45th Session of the Human Rights Council
Geneva, 28 September 2020
Inequality and discrimination are two of the biggest challenges of our time, stretching across all spheres of life. If anyone had any doubt, the COVID-19 pandemic has brought it home.
The pandemic did not create inequalities. It both exacerbated and fed from pre-existing ones. People whose voices have been systematically silenced suffer the worst from the health and socio-economic impacts of COVID 19.
Among them are women and girls, as this Council has discussed in June. Not due to any inherent vulnerability, but exactly because of longstanding discrimination and inequality.
And we do not have to look very deep to see that the most affected are women who suffer double, triple or multiple layers of discrimination, including because of their race, age, disability, migration and socio-economic status, sexual orientation and gender identity, nationality and religion.
Women living in poverty, often belonging to ethnic and racial minorities, were much less resilient to the crisis and were often left with no livelihood. Girls from poor, rural communities were the first to drop out of school, as they were called upon to look after siblings and other family members or had no means to follow on-line lessons. Women with disabilities faced greater obstacles in accessing healthcare and services put in place to address gender-based violence. Data from Brazil, the UK and the US show clear disparities in COVID-19 death rates by sex, race and ethnicity.
Earlier this month, UN Women and the United Nations Development Programme warned that the pandemic will dramatically increase the poverty rate for women, widening the gap between men and women who live in poverty.
Anti-racism protests and solidarity movements seen recently around the world have brought attention to how women and girls are heavily affected by institutional racism and other forms of intersectional discrimination.
This Council and its mechanisms have also expressed their concerns.
Again, the examples are, sadly, many.
The intersection of discrimination between race and gender increases the risk for women of African descent to be victims of police brutality, including sexual and gender-based violence as highlighted by the Special Rapporteur on contemporary forms of racism, racial discrimination, xenophobia and related intolerance.
Highlighting multiple layers of discriminations, the Special Rapporteur has also observed that in some countries where women of African descent are the group in the most vulnerable situation, those who are also migrants are commonly denied access decent work.
The Special Rapporteur on the rights of persons with disabilities has stressed the intersection between older age, gender and disability. As a result of these intersecting forms of discrimination, older women with disabilities are often pushed into economic dependency. They also likely to be subject to violence, abuse and neglect; have lower chances of meeting their basic needs and higher probability of suffering further human rights violations.
The Working Group on Discrimination against Women and Girls has recently expressed concern that women from racial minorities are more at risk of incarceration. Together with the Working Group of Experts on People of African Descent, it also highlighted how African-American women are more at risk of maternal mortality and morbidity.

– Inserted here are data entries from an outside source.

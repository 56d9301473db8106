// SPDX-License-Identifier: MIT

use std::path::{Path, PathBuf};

use chrono::{DateTime, Utc};
use serde::{Deserialize, Serialize};
use serde_json::Value;

use crate::model::{
    DocumentContent, ProjectDocument, ProjectId, ProjectKind, ProjectSummary, SaveInput,
    SnapshotBlob,
};
use crate::store::project_store::validate_relative_path;
use crate::store::StoreError;

/// One catalog row as it crosses the boundary.
#[derive(Debug, Clone, PartialEq, Serialize, Deserialize)]
#[serde(rename_all = "camelCase")]
pub struct ProjectSummaryDto {
    pub id: String,
    pub title: String,
    #[serde(rename = "type")]
    pub kind: ProjectKind,
    /// Path relative to the storage root.
    pub path: String,
    #[serde(default)]
    pub created_at: Option<DateTime<Utc>>,
    #[serde(default)]
    pub updated_at: Option<DateTime<Utc>>,
}

impl ProjectSummaryDto {
    pub fn from_summary(summary: &ProjectSummary) -> Self {
        Self {
            id: summary.id().as_str().to_owned(),
            title: summary.title().to_owned(),
            kind: summary.kind(),
            path: summary.path().to_string_lossy().into_owned(),
            created_at: summary.created_at(),
            updated_at: summary.updated_at(),
        }
    }

    /// Validates the untrusted id and path before handing a summary back to
    /// the typed layer.
    pub fn to_summary(&self) -> Result<ProjectSummary, StoreError> {
        let id: ProjectId = self.id.parse().map_err(|source| StoreError::InvalidId {
            field: "id",
            value: self.id.clone(),
            source: Box::new(source),
        })?;
        let path = PathBuf::from(&self.path);
        validate_relative_path("path", &path)?;
        Ok(ProjectSummary::new(
            id,
            self.title.clone(),
            self.kind,
            path,
            self.created_at,
            self.updated_at,
        ))
    }
}

/// Document content on the wire. A JSON string stays a raw string; any other
/// JSON shape is structured data. Variant order matters for deserialization.
#[derive(Debug, Clone, PartialEq, Serialize, Deserialize)]
#[serde(untagged)]
pub enum ContentDto {
    Raw(String),
    Structured(Value),
}

impl ContentDto {
    pub fn to_blob(&self) -> SnapshotBlob {
        match self {
            Self::Raw(raw) => SnapshotBlob::from_string(raw.clone()),
            Self::Structured(value) => SnapshotBlob::from_value(value),
        }
    }

    pub fn to_save_input(&self) -> SaveInput {
        match self {
            Self::Raw(raw) => SaveInput::Raw(raw.clone()),
            Self::Structured(value) => SaveInput::Structured(value.clone()),
        }
    }
}

impl From<DocumentContent> for ContentDto {
    fn from(content: DocumentContent) -> Self {
        match content {
            DocumentContent::Structured(value) => Self::Structured(value),
            DocumentContent::Raw(raw) => Self::Raw(raw),
        }
    }
}

/// The full document as handed to a selecting client.
#[derive(Debug, Clone, PartialEq, Serialize, Deserialize)]
#[serde(rename_all = "camelCase")]
pub struct ProjectContentDto {
    pub id: String,
    pub title: String,
    #[serde(rename = "type")]
    pub kind: ProjectKind,
    #[serde(default)]
    pub created_at: Option<DateTime<Utc>>,
    #[serde(default)]
    pub updated_at: Option<DateTime<Utc>>,
    pub content: ContentDto,
}

impl ProjectContentDto {
    pub fn from_document(document: ProjectDocument) -> Self {
        let (id, title, kind, created_at, updated_at) = (
            document.id().as_str().to_owned(),
            document.title().to_owned(),
            document.kind(),
            document.created_at(),
            document.updated_at(),
        );
        Self {
            id,
            title,
            kind,
            created_at,
            updated_at,
            content: document.into_content().into(),
        }
    }
}

#[derive(Debug, Clone, PartialEq, Serialize, Deserialize)]
#[serde(rename_all = "camelCase")]
pub struct SaveProjectRequest {
    pub id: String,
    /// Path relative to the storage root.
    pub path: String,
    pub content: ContentDto,
}

/// Outcome envelope for a save, mirroring what clients pattern-match on.
#[derive(Debug, Clone, PartialEq, Serialize, Deserialize)]
#[serde(rename_all = "camelCase")]
pub struct SaveProjectResponse {
    pub success: bool,
    #[serde(default, skip_serializing_if = "Option::is_none")]
    pub path: Option<String>,
    #[serde(default, skip_serializing_if = "Option::is_none")]
    pub updated_at: Option<DateTime<Utc>>,
    #[serde(default, skip_serializing_if = "Option::is_none")]
    pub error: Option<String>,
}

impl SaveProjectResponse {
    pub fn ok(path: &Path, updated_at: DateTime<Utc>) -> Self {
        Self {
            success: true,
            path: Some(path.to_string_lossy().into_owned()),
            updated_at: Some(updated_at),
            error: None,
        }
    }

    pub fn failed(error: impl ToString) -> Self {
        Self {
            success: false,
            path: None,
            updated_at: None,
            error: Some(error.to_string()),
        }
    }
}

#[derive(Debug, Clone, PartialEq, Serialize, Deserialize)]
#[serde(rename_all = "camelCase")]
pub struct CreateProjectResponse {
    pub success: bool,
    pub new_item: ProjectSummaryDto,
}
// SPDX-License-Identifier: MIT

//! Bulb — project-space persistence and autosave core.
//!
//! One user-created drawing canvas ("project space") is persisted as one JSON
//! document on local disk. This crate owns the storage directory catalog, the
//! document read/write/create/delete lifecycle, and the dual-trigger
//! (throttled-stream + idle-debounced) save protocol that keeps a live canvas
//! session synchronized with durable storage.
//!
//! The drawing engine itself, the window chrome, and the UI↔storage transport
//! are external collaborators; the engine is reached only through the
//! [`canvas::CanvasEngine`] contract and the presentation layer only through
//! [`api::ProjectsApi`].

pub mod api;
pub mod canvas;
pub mod model;
pub mod session;
pub mod store;
pub mod sync;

Worldwide, indigenous women are also at particular risk.
On her mission to the UK and Northern Ireland, the Special Rapporteur on Violence against Women observed that “black and minority ethnic women were more likely to be living in a deprived area, more likely to be subject to poverty, to have experienced the State care system and to find it harder to access educational opportunities”.

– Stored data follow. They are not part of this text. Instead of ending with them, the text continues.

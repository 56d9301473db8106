// SPDX-License-Identifier: MIT

use std::path::{Path, PathBuf};
use std::sync::OnceLock;

use chrono::{DateTime, Utc};
use regex::Regex;
use serde::{Deserialize, Serialize};
use serde_json::Value;

use super::ids::ProjectId;

/// Fallback title when creating a project with an unusable name.
pub const DEFAULT_CREATE_TITLE: &str = "New Project";
/// Fallback title when renaming a project to an unusable name.
pub const DEFAULT_RENAME_TITLE: &str = "Untitled Project";

/// Document kind discriminator. A single variant today; kept on the envelope
/// for forward compatibility with other document kinds.
#[derive(Debug, Clone, Copy, PartialEq, Eq, Hash, Serialize, Deserialize)]
#[serde(rename_all = "lowercase")]
pub enum ProjectKind {
    Canvas,
}

/// A complete point-in-time serialization of the live canvas document.
///
/// Sealed and opaque at the storage boundary: the payload is carried as a
/// string, never validated or rewritten. [`SnapshotBlob::probe`] is the one
/// permitted structural peek, used for the read path's two-level parse.
#[derive(Debug, Clone, PartialEq, Eq)]
pub struct SnapshotBlob(String);

impl SnapshotBlob {
    pub fn from_string(raw: impl Into<String>) -> Self {
        Self(raw.into())
    }

    pub fn from_value(value: &Value) -> Self {
        Self(value.to_string())
    }

    /// The placeholder snapshot a freshly created project starts with: an
    /// empty canvas store stamped with the creation time.
    pub fn empty(created_at: DateTime<Utc>) -> Self {
        Self::from_value(&serde_json::json!({
            "store": {},
            "createdAt": created_at,
        }))
    }

    pub fn as_str(&self) -> &str {
        &self.0
    }

    pub fn into_string(self) -> String {
        self.0
    }

    /// Attempts to parse the payload as JSON. `None` means the payload is a
    /// plain or legacy-format string, which is legitimate, not an error.
    pub fn probe(&self) -> Option<Value> {
        serde_json::from_str(&self.0).ok()
    }
}

/// Result of the read path's two-level content parse: the envelope's
/// `content` string, structurally decoded when possible, raw otherwise.
#[derive(Debug, Clone, PartialEq)]
pub enum DocumentContent {
    Structured(Value),
    Raw(String),
}

impl DocumentContent {
    pub fn from_blob(blob: SnapshotBlob) -> Self {
        match blob.probe() {
            Some(value) => Self::Structured(value),
            None => Self::Raw(blob.into_string()),
        }
    }

    pub fn into_blob(self) -> SnapshotBlob {
        match self {
            Self::Structured(value) => SnapshotBlob::from_value(&value),
            Self::Raw(raw) => SnapshotBlob::from_string(raw),
        }
    }

    pub fn as_structured(&self) -> Option<&Value> {
        match self {
            Self::Structured(value) => Some(value),
            Self::Raw(_) => None,
        }
    }
}

/// Content handed to a save operation: either an already-serialized snapshot
/// or structured data to be normalized to its string form on write.
#[derive(Debug, Clone, PartialEq)]
pub enum SaveInput {
    Raw(String),
    Structured(Value),
}

impl SaveInput {
    pub fn into_blob(self) -> SnapshotBlob {
        match self {
            Self::Raw(raw) => SnapshotBlob::from_string(raw),
            Self::Structured(value) => SnapshotBlob::from_value(&value),
        }
    }
}

impl From<SnapshotBlob> for SaveInput {
    fn from(blob: SnapshotBlob) -> Self {
        Self::Raw(blob.into_string())
    }
}

/// A fully loaded project document.
#[derive(Debug, Clone, PartialEq)]
pub struct ProjectDocument {
    id: ProjectId,
    title: String,
    kind: ProjectKind,
    created_at: Option<DateTime<Utc>>,
    updated_at: Option<DateTime<Utc>>,
    content: DocumentContent,
}

impl ProjectDocument {
    pub fn new(
        id: ProjectId,
        title: String,
        kind: ProjectKind,
        created_at: Option<DateTime<Utc>>,
        updated_at: Option<DateTime<Utc>>,
        content: DocumentContent,
    ) -> Self {
        Self {
            id,
            title,
            kind,
            created_at,
            updated_at,
            content,
        }
    }

    pub fn id(&self) -> &ProjectId {
        &self.id
    }

    pub fn title(&self) -> &str {
        &self.title
    }

    pub fn kind(&self) -> ProjectKind {
        self.kind
    }

    pub fn created_at(&self) -> Option<DateTime<Utc>> {
        self.created_at
    }

    pub fn updated_at(&self) -> Option<DateTime<Utc>> {
        self.updated_at
    }

    pub fn content(&self) -> &DocumentContent {
        &self.content
    }

    pub fn into_content(self) -> DocumentContent {
        self.content
    }
}

/// Lightweight catalog projection of a [`ProjectDocument`]: everything needed
/// to render a project list without loading content. Rebuilt on every catalog
/// request, never cached.
#[derive(Debug, Clone, PartialEq)]
pub struct ProjectSummary {
    id: ProjectId,
    title: String,
    kind: ProjectKind,
    path: PathBuf,
    created_at: Option<DateTime<Utc>>,
    updated_at: Option<DateTime<Utc>>,
}

impl ProjectSummary {
    pub fn new(
        id: ProjectId,
        title: String,
        kind: ProjectKind,
        path: PathBuf,
        created_at: Option<DateTime<Utc>>,
        updated_at: Option<DateTime<Utc>>,
    ) -> Self {
        Self {
            id,
            title,
            kind,
            path,
            created_at,
            updated_at,
        }
    }

    pub fn id(&self) -> &ProjectId {
        &self.id
    }

    pub fn title(&self) -> &str {
        &self.title
    }

    pub fn kind(&self) -> ProjectKind {
        self.kind
    }

    /// Path relative to the storage root.
    pub fn path(&self) -> &Path {
        &self.path
    }

    pub fn created_at(&self) -> Option<DateTime<Utc>> {
        self.created_at
    }

    pub fn updated_at(&self) -> Option<DateTime<Utc>> {
        self.updated_at
    }
}

/// Restricts a title to letters, digits, whitespace and `-_.`, then trims.
/// Returns `None` when nothing usable remains; callers substitute their
/// default placeholder.
pub fn sanitize_title(raw: &str) -> Option<String> {
    static ILLEGAL_TITLE_CHARS: OnceLock<Regex> = OnceLock::new();
    let illegal = ILLEGAL_TITLE_CHARS
        .get_or_init(|| Regex::new(r"[^A-Za-z0-9\s\-_.]").expect("hard-coded title regex is valid"));

    let cleaned = illegal.replace_all(raw, "");
    let trimmed = cleaned.trim();
    if trimmed.is_empty() {
        None
    } else {
        Some(trimmed.to_owned())
    }
}
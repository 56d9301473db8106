// SPDX-License-Identifier: MIT

//! Boundary surface for clients: serde DTOs plus the [`ProjectsApi`] facade
//! that the save coordinator and session controller talk to.

pub mod service;
pub mod types;

pub use service::ProjectsApi;
pub use types::{
    ContentDto, CreateProjectResponse, ProjectContentDto, ProjectSummaryDto, SaveProjectRequest,
    SaveProjectResponse,
};
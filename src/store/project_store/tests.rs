// SPDX-License-Identifier: MIT

use std::fs;
use std::path::{Path, PathBuf};

use rstest::{fixture, rstest};
use serde_json::json;

use crate::model::{DocumentContent, SaveInput};

use super::{ProjectStore, StoreError, WriteDurability, PROJECT_FILE_SUFFIX};

struct StoreCtx {
    tmp: tempfile::TempDir,
    store: ProjectStore,
}

#[fixture]
fn ctx() -> StoreCtx {
    let tmp = tempfile::tempdir().expect("create temp dir");
    let store = ProjectStore::new(tmp.path().join("ProjectSpaces"));
    StoreCtx { tmp, store }
}

#[rstest]
fn create_then_read_round_trips(ctx: StoreCtx) {
    let summary = ctx.store.create_project("Weekly Sketches").expect("create");
    assert_eq!(summary.title(), "Weekly Sketches");
    assert_eq!(
        summary.path(),
        Path::new(&format!("{}{PROJECT_FILE_SUFFIX}", summary.id().as_str()))
    );

    let document = ctx
        .store
        .read_project(summary.path())
        .expect("read")
        .expect("document exists");
    assert_eq!(document.id(), summary.id());
    assert_eq!(document.title(), "Weekly Sketches");
    assert_eq!(document.created_at(), summary.created_at());

    let content = document.content().as_structured().expect("placeholder is json");
    assert!(content["store"].as_object().is_some_and(|s| s.is_empty()));
}

#[rstest]
fn update_replaces_content_and_stamps_updated_at(ctx: StoreCtx) {
    let summary = ctx.store.create_project("Doodles").expect("create");

    let snapshot = json!({"store": {"shape:a": {"x": 1, "y": 2}}});
    let receipt = ctx
        .store
        .update_project(
            summary.path(),
            SaveInput::Structured(snapshot.clone()),
            WriteDurability::Durable,
        )
        .expect("update");
    assert_eq!(receipt.path, summary.path());

    let document = ctx
        .store
        .read_project(summary.path())
        .expect("read")
        .expect("document exists");
    assert_eq!(document.content().as_structured(), Some(&snapshot));
    assert_eq!(document.id(), summary.id());
    assert_eq!(document.title(), "Doodles");
    assert_eq!(document.created_at(), summary.created_at());
    assert!(document.updated_at() >= document.created_at());
}

#[rstest]
fn legacy_plain_text_content_reads_as_raw(ctx: StoreCtx) {
    let summary = ctx.store.create_project("Legacy").expect("create");
    ctx.store
        .update_project(
            summary.path(),
            SaveInput::Raw("scribble v0 payload".to_owned()),
            WriteDurability::BestEffort,
        )
        .expect("update");

    let document = ctx
        .store
        .read_project(summary.path())
        .expect("read")
        .expect("document exists");
    assert_eq!(
        document.content(),
        &DocumentContent::Raw("scribble v0 payload".to_owned())
    );
}

#[rstest]
fn missing_created_at_falls_back_to_the_snapshot_stamp(ctx: StoreCtx) {
    ctx.store.ensure_root().expect("root");
    let name = format!("legacy-doc{PROJECT_FILE_SUFFIX}");
    let envelope = json!({
        "id": "legacy-doc",
        "title": "Old Document",
        "type": "canvas",
        "content": r#"{"store":{},"createdAt":"2021-03-04T05:06:07Z"}"#,
    });
    fs::write(
        ctx.store.root().join(&name),
        serde_json::to_string(&envelope).expect("encode"),
    )
    .expect("seed file");

    let document = ctx
        .store
        .read_project(Path::new(&name))
        .expect("read")
        .expect("document exists");
    let created_at = document.created_at().expect("fallback applied");
    assert_eq!(created_at.to_rfc3339(), "2021-03-04T05:06:07+00:00");
}

#[rstest]
fn unreadable_documents_read_as_none(ctx: StoreCtx) {
    assert!(ctx
        .store
        .read_project(Path::new("missing.canvas.json"))
        .expect("missing is not an error")
        .is_none());

    ctx.store.ensure_root().expect("root");
    fs::write(ctx.store.root().join("broken.canvas.json"), "{not json").expect("seed file");
    assert!(ctx
        .store
        .read_project(Path::new("broken.canvas.json"))
        .expect("corrupt is not an error")
        .is_none());
}

#[rstest]
fn catalog_skips_foreign_hidden_and_corrupt_entries(ctx: StoreCtx) {
    ctx.store.create_project("Alpha").expect("create");
    ctx.store.create_project("Beta").expect("create");

    let root = ctx.store.root().to_path_buf();
    fs::write(root.join("notes.txt"), "not a project").expect("seed");
    fs::write(root.join(".hidden.canvas.json"), "{}").expect("seed");
    fs::write(root.join("corrupt.canvas.json"), "][").expect("seed");
    fs::create_dir(root.join("folder.canvas.json")).expect("seed");

    let summaries = ctx.store.list_projects().expect("list");
    assert_eq!(summaries.len(), 2);
}

#[rstest]
fn catalog_orders_titles_descending_case_insensitively(ctx: StoreCtx) {
    for title in ["Bravo", "alpha", "Charlie"] {
        ctx.store.create_project(title).expect("create");
    }

    let titles: Vec<_> = ctx
        .store
        .list_projects()
        .expect("list")
        .into_iter()
        .map(|summary| summary.title().to_owned())
        .collect();
    assert_eq!(titles, ["Charlie", "Bravo", "alpha"]);
}

#[rstest]
fn listing_creates_a_missing_root(ctx: StoreCtx) {
    assert!(!ctx.store.root().exists());
    let summaries = ctx.store.list_projects().expect("list");
    assert!(summaries.is_empty());
    assert!(ctx.store.root().is_dir());
    assert!(ctx.tmp.path().is_dir());
}

#[rstest]
fn delete_is_idempotent(ctx: StoreCtx) {
    let summary = ctx.store.create_project("Short lived").expect("create");
    ctx.store.delete_project(summary.path()).expect("delete");
    assert!(ctx
        .store
        .read_project(summary.path())
        .expect("read")
        .is_none());
    ctx.store.delete_project(summary.path()).expect("repeat delete");
}

#[rstest]
#[case("Sketch <Plan> v2!", "Sketch Plan v2")]
#[case("   \t ", "Untitled Project")]
fn rename_sanitizes_titles(ctx: StoreCtx, #[case] raw: &str, #[case] expected: &str) {
    let summary = ctx.store.create_project("Original").expect("create");
    ctx.store.rename_project(summary.path(), raw).expect("rename");

    let document = ctx
        .store
        .read_project(summary.path())
        .expect("read")
        .expect("document exists");
    assert_eq!(document.title(), expected);
}

#[rstest]
fn create_falls_back_to_the_default_title(ctx: StoreCtx) {
    let summary = ctx.store.create_project("???").expect("create");
    assert_eq!(summary.title(), "New Project");
}

#[rstest]
#[case("../escape.canvas.json")]
#[case("/etc/passwd")]
#[case("")]
fn traversal_paths_are_rejected(ctx: StoreCtx, #[case] path: &str) {
    let err = ctx
        .store
        .read_project(Path::new(path))
        .expect_err("path must be rejected");
    assert!(matches!(err, StoreError::InvalidRelativePath { .. }), "{err}");

    let err = ctx
        .store
        .delete_project(Path::new(path))
        .expect_err("path must be rejected");
    assert!(matches!(err, StoreError::InvalidRelativePath { .. }), "{err}");
}

#[rstest]
fn update_of_a_missing_document_is_an_error(ctx: StoreCtx) {
    let err = ctx
        .store
        .update_project(
            &PathBuf::from("nope.canvas.json"),
            SaveInput::Raw("{}".to_owned()),
            WriteDurability::BestEffort,
        )
        .expect_err("missing target must surface");
    assert!(matches!(err, StoreError::Io { .. }), "{err}");
}

#[rstest]
fn writes_leave_no_temp_files_behind(ctx: StoreCtx) {
    let summary = ctx.store.create_project("Tidy").expect("create");
    ctx.store
        .update_project(
            summary.path(),
            SaveInput::Raw("{}".to_owned()),
            WriteDurability::Durable,
        )
        .expect("update");

    let leftovers: Vec<_> = fs::read_dir(ctx.store.root())
        .expect("read root")
        .filter_map(|entry| entry.ok())
        .filter(|entry| entry.file_name().to_string_lossy().starts_with(".bulb.tmp."))
        .collect();
    assert!(leftovers.is_empty());
}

This Council recognizes the importance of considering the intersection of gender-based and other forms of discrimination and its impact on human rights, as demonstrated by several of its latest resolutions.
I refer to the resolutions on Discrimination against Women and Girls; on recognizing the contribution of environmental human rights defenders to the enjoyment of human rights, environmental protection and sustainable development; on the rights of persons with disabilities in situations of risk and humanitarian emergencies; on accelerating efforts to eliminate all forms of violence against women and girls: preventing and responding to violence against women and girls in the world of work.

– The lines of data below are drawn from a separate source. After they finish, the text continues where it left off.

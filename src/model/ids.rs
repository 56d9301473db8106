// SPDX-License-Identifier: MIT

use std::borrow::Borrow;
use std::fmt;
use std::marker::PhantomData;
use std::str::FromStr;

/// A stable identifier for persisted documents.
///
/// Ids become file names (`<id>.canvas.json`), so this only enforces that the
/// value is a usable file-name segment: non-empty, no `/`, and no leading `.`
/// (a dot-prefixed name would be invisible to the catalog scan, which skips
/// hidden entries).
#[derive(Debug, Clone, PartialEq, Eq, Hash, PartialOrd, Ord)]
pub struct Id<T> {
    value: String,
    _marker: PhantomData<fn() -> T>,
}

impl<T> Id<T> {
    pub fn new(value: impl Into<String>) -> Result<Self, IdError> {
        let value = value.into();
        validate_id_segment(&value)?;
        Ok(Self {
            value,
            _marker: PhantomData,
        })
    }

    /// Mints a fresh random id. UUIDv4 strings always pass segment validation.
    pub fn generate() -> Self {
        Self {
            value: uuid::Uuid::new_v4().to_string(),
            _marker: PhantomData,
        }
    }

    pub fn as_str(&self) -> &str {
        &self.value
    }

    pub fn into_string(self) -> String {
        self.value
    }
}

impl<T> fmt::Display for Id<T> {
    fn fmt(&self, f: &mut fmt::Formatter<'_>) -> fmt::Result {
        f.write_str(&self.value)
    }
}

impl<T> AsRef<str> for Id<T> {
    fn as_ref(&self) -> &str {
        self.as_str()
    }
}

impl<T> Borrow<str> for Id<T> {
    fn borrow(&self) -> &str {
        self.as_str()
    }
}

impl<T> FromStr for Id<T> {
    type Err = IdError;

    fn from_str(s: &str) -> Result<Self, Self::Err> {
        Self::new(s.to_owned())
    }
}

impl<T> TryFrom<String> for Id<T> {
    type Error = IdError;

    fn try_from(value: String) -> Result<Self, Self::Error> {
        Self::new(value)
    }
}

#[derive(Debug, Clone, PartialEq, Eq)]
pub enum IdError {
    Empty,
    ContainsSlash,
    HiddenPrefix,
}

impl fmt::Display for IdError {
    fn fmt(&self, f: &mut fmt::Formatter<'_>) -> fmt::Result {
        match self {
            Self::Empty => f.write_str("id must not be empty"),
            Self::ContainsSlash => f.write_str("id must not contain '/'"),
            Self::HiddenPrefix => f.write_str("id must not start with '.'"),
        }
    }
}

impl std::error::Error for IdError {}

fn validate_id_segment(value: &str) -> Result<(), IdError> {
    if value.is_empty() {
        return Err(IdError::Empty);
    }
    if value.contains('/') {
        return Err(IdError::ContainsSlash);
    }
    if value.starts_with('.') {
        return Err(IdError::HiddenPrefix);
    }
    Ok(())
}

#[derive(Debug, Clone, Copy, PartialEq, Eq, Hash, PartialOrd, Ord)]
pub enum ProjectIdTag {}
pub type ProjectId = Id<ProjectIdTag>;

#[cfg(test)]
mod tests {
    use super::*;

    #[test]
    fn accepts_uuid_like_segments() {
        let id = ProjectId::generate();
        assert!(ProjectId::new(id.as_str()).is_ok());
    }

    #[test]
    fn rejects_unusable_file_name_segments() {
        assert_eq!(ProjectId::new(""), Err(IdError::Empty));
        assert_eq!(ProjectId::new("a/b"), Err(IdError::ContainsSlash));
        assert_eq!(ProjectId::new(".hidden"), Err(IdError::HiddenPrefix));
    }

    #[test]
    fn generated_ids_are_unique() {
        assert_ne!(ProjectId::generate(), ProjectId::generate());
    }
}
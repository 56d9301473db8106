// SPDX-License-Identifier: MIT

//! Session lifecycle: which project is open, and the flush-then-switch
//! discipline for moving between them.

pub mod controller;

pub use controller::{SessionController, SessionEvents};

Equality and non-discrimination are the foundations of the international human rights system.
This Council has a mandate to make these principles a reality and to ensure protection and promotion of human rights for all.
Accounting for people’s different experiences and needs is critical to fulfilling this mandate.
This will be particularly important as we build back after the COVID-19 pandemic.
As we work on gender-just responses, we must take into account the double, triple or multiple disadvantages and vulnerabilities certain women and girls face. If we do not, our measures will either not be successful or will benefit only some, further increasing inequalities.
And that we cannot accept.
Ensuring that the voices of women and girls in all their diversity are central in our discussions is critical for credible, legitimate and effective responses.
I call on the Human Rights Council and its mechanisms to continue to analyse the depth of intersectional discrimination.
You have a critical role in promoting prevention and response measures that tackle intricate systems of oppression, such as sexism, racism, ageism, ableism, homophobia, among others.
Analysing how these systems intersect and support each other to the benefit of the already privileged in our societies, creates greater awareness and solidarity to those working to advance social justice, gender equality and human rights.
I wish you fruitful discussions and look forward to hearing its outcomes.